Dataset: Begin
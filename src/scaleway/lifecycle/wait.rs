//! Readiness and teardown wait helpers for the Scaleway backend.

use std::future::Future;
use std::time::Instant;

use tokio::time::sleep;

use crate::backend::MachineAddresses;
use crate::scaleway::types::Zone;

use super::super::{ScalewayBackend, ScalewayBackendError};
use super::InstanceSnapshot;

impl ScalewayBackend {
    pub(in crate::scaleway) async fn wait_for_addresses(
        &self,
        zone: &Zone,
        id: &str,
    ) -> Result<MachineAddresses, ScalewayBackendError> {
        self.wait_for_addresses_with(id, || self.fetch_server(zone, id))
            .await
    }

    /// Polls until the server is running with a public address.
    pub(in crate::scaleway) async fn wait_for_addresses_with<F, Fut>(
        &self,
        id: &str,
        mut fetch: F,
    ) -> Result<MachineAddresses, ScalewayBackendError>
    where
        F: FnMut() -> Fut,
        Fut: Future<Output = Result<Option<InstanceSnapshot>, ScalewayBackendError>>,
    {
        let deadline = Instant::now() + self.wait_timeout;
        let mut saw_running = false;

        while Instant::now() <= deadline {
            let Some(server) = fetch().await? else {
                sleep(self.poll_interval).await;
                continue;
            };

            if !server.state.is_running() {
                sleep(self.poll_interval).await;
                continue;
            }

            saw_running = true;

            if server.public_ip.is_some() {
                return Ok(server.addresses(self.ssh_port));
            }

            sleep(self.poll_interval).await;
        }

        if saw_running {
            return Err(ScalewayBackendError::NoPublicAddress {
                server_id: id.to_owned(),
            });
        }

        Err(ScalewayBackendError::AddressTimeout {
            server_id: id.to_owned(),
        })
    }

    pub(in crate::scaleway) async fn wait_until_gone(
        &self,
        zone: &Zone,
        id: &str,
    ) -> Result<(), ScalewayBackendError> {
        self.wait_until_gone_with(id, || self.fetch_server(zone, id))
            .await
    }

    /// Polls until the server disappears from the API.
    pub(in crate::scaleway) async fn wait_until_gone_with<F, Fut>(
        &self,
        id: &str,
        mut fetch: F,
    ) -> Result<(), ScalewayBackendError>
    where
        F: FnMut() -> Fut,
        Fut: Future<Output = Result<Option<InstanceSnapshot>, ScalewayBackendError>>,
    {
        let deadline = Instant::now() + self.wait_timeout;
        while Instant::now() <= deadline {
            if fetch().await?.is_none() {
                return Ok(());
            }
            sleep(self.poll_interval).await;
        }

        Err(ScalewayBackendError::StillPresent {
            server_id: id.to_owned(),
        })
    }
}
Dataset: End
Problem — Looking at the data above, work out how many lines contain "return" and answer with the figure only.

Output of the exercise — 3